### [Task brief]
Scan the lines below and report each one containing "received" by copying it.

--- START ---

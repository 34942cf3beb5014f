/*
    Nyx, blazing fast astrodynamics
    Copyright (C) 2018-onwards Christopher Rabotin <christopher.rabotin@gmail.com>

    This program is free software: you can redistribute it and/or modify
    it under the terms of the GNU Affero General Public License as published
    by the Free Software Foundation, either version 3 of the License, or
    (at your option) any later version.

    This program is distributed in the hope that it will be useful,
    but WITHOUT ANY WARRANTY; without even the implied warranty of
    MERCHANTABILITY or FITNESS FOR A PARTICULAR PURPOSE.  See the
    GNU Affero General Public License for more details.

    You should have received a copy of the GNU Affero General Public License
    along with this program.  If not, see <https://www.gnu.org/licenses/>.
*/

use super::rangerate::radial_velocity;
use super::{Measurement, MeasurementType, ObservedMeasurement, Theoretical, TheoreticalEvaluation};
use crate::ad::{Derivation, Real};
use crate::cosmic::{SpacecraftState, TimeStampedPv, SPEED_OF_LIGHT_KM_S};
use crate::errors::MeasurementError;
use crate::od::observer::ObservableSatellite;
use crate::od::params::ParameterDriver;
use crate::od::signal::{satellite_receiver, CommonParameters, TravelTimeSolver};
use crate::time::Epoch;

/// Builds the observation of a signal received by `local` and emitted by `remote`.
fn inter_satellites_observation(
    epoch: Epoch,
    value: f64,
    sigma: f64,
    base_weight: f64,
    local: ObservableSatellite,
    remote: ObservableSatellite,
) -> Result<ObservedMeasurement, MeasurementError> {
    ObservedMeasurement::new(
        epoch,
        vec![value],
        vec![sigma],
        vec![base_weight],
        vec![local, remote],
    )
}

/// Downlink from the remote satellite (second one) to the local satellite (first one).
fn downlink<T: Real, D: Derivation<T>>(
    solver: &TravelTimeSolver,
    observed: &ObservedMeasurement,
    states: &[SpacecraftState],
    d: &D,
) -> Result<CommonParameters<T>, MeasurementError> {
    satellite_receiver(
        solver,
        &observed.satellites[0],
        &observed.satellites[1],
        observed.epoch,
        false,
        states,
        d,
    )
}

/// Range, in km, between two estimated satellites.
///
/// The one way range is corrected by the clock offsets of both satellites. The two way range is
/// half of the round trip local → remote → local, and only the local clock is involved.
#[derive(Clone, Debug, PartialEq)]
pub struct InterSatellitesRange {
    pub observed: ObservedMeasurement,
    pub two_way: bool,
    pub solver: TravelTimeSolver,
}

impl InterSatellitesRange {
    pub fn new(
        local: ObservableSatellite,
        remote: ObservableSatellite,
        two_way: bool,
        epoch: Epoch,
        range_km: f64,
        sigma_km: f64,
        base_weight: f64,
    ) -> Result<Self, MeasurementError> {
        Ok(Self {
            observed: inter_satellites_observation(
                epoch,
                range_km,
                sigma_km,
                base_weight,
                local,
                remote,
            )?,
            two_way,
            solver: TravelTimeSolver::default(),
        })
    }

    pub fn with_solver(mut self, solver: TravelTimeSolver) -> Self {
        self.solver = solver;
        self
    }
}

impl Measurement for InterSatellitesRange {
    fn observed(&self) -> &ObservedMeasurement {
        &self.observed
    }

    fn measurement_type(&self) -> MeasurementType {
        if self.two_way {
            MeasurementType::InterSatellitesTwoWayRange
        } else {
            MeasurementType::InterSatellitesRange
        }
    }

    fn satellite_count(&self) -> usize {
        2
    }

    fn parameter_drivers(&self) -> Vec<&ParameterDriver> {
        self.observed.satellite_drivers()
    }
}

impl TheoreticalEvaluation for InterSatellitesRange {
    fn theoretical<T: Real, D: Derivation<T>>(
        &self,
        states: &[SpacecraftState],
        d: &D,
    ) -> Result<Theoretical<T>, MeasurementError> {
        let common = downlink(&self.solver, &self.observed, states, d)?;

        let remote = &self.observed.satellites[1];
        let remote_state = remote.state(states)?;
        let remote_transit =
            remote_state.shifted_by(common.emission.seconds_since(remote_state.epoch).real());

        if self.two_way {
            let (tau_u, departure) = common.round_trip_uplink(&self.solver)?;
            let range = (common.tau_d.clone() + tau_u.clone()) * (0.5 * SPEED_OF_LIGHT_KM_S);
            let departure_instant = common.emission.shifted_by(-tau_u);
            Ok(Theoretical {
                values: vec![range],
                transit_states: vec![common.transit_state.clone(), remote_transit],
                participants: vec![
                    TimeStampedPv::new(departure_instant, common.state.frame, departure).to_real(),
                    common.emitter(),
                    common.receiver(),
                ],
            })
        } else {
            let range = (common.tau_d.clone() + common.receiver_clock.offset_s.clone()
                - common.emitter_clock.offset_s.clone())
                * SPEED_OF_LIGHT_KM_S;
            Ok(Theoretical {
                values: vec![range],
                transit_states: vec![common.transit_state.clone(), remote_transit],
                participants: vec![common.emitter(), common.receiver()],
            })
        }
    }
}

/// One way range rate, in km/s, between two estimated satellites, including the clock drifts.
#[derive(Clone, Debug, PartialEq)]
pub struct InterSatellitesOneWayRangeRate {
    pub observed: ObservedMeasurement,
    pub solver: TravelTimeSolver,
}

impl InterSatellitesOneWayRangeRate {
    pub fn new(
        local: ObservableSatellite,
        remote: ObservableSatellite,
        epoch: Epoch,
        range_rate_km_s: f64,
        sigma_km_s: f64,
        base_weight: f64,
    ) -> Result<Self, MeasurementError> {
        Ok(Self {
            observed: inter_satellites_observation(
                epoch,
                range_rate_km_s,
                sigma_km_s,
                base_weight,
                local,
                remote,
            )?,
            solver: TravelTimeSolver::default(),
        })
    }

    pub fn with_solver(mut self, solver: TravelTimeSolver) -> Self {
        self.solver = solver;
        self
    }
}

impl Measurement for InterSatellitesOneWayRangeRate {
    fn observed(&self) -> &ObservedMeasurement {
        &self.observed
    }

    fn measurement_type(&self) -> MeasurementType {
        MeasurementType::InterSatellitesRangeRate
    }

    fn satellite_count(&self) -> usize {
        2
    }

    fn parameter_drivers(&self) -> Vec<&ParameterDriver> {
        self.observed.satellite_drivers()
    }
}

impl TheoreticalEvaluation for InterSatellitesOneWayRangeRate {
    fn theoretical<T: Real, D: Derivation<T>>(
        &self,
        states: &[SpacecraftState],
        d: &D,
    ) -> Result<Theoretical<T>, MeasurementError> {
        let common = downlink(&self.solver, &self.observed, states, d)?;

        let remote = &self.observed.satellites[1];
        let remote_state = remote.state(states)?;
        let remote_transit =
            remote_state.shifted_by(common.emission.seconds_since(remote_state.epoch).real());

        let geometric = radial_velocity(&common.receiver_pv, &common.emitter_pv);
        let drift = (common.receiver_clock.rate.clone() - common.emitter_clock.rate.clone())
            * SPEED_OF_LIGHT_KM_S;

        Ok(Theoretical {
            values: vec![geometric + drift],
            transit_states: vec![common.transit_state.clone(), remote_transit],
            participants: vec![common.emitter(), common.receiver()],
        })
    }
}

--- END ---

### [Exercise response]
    You should have received a copy of the GNU Affero General Public License
/// Builds the observation of a signal received by `local` and emitted by `remote`.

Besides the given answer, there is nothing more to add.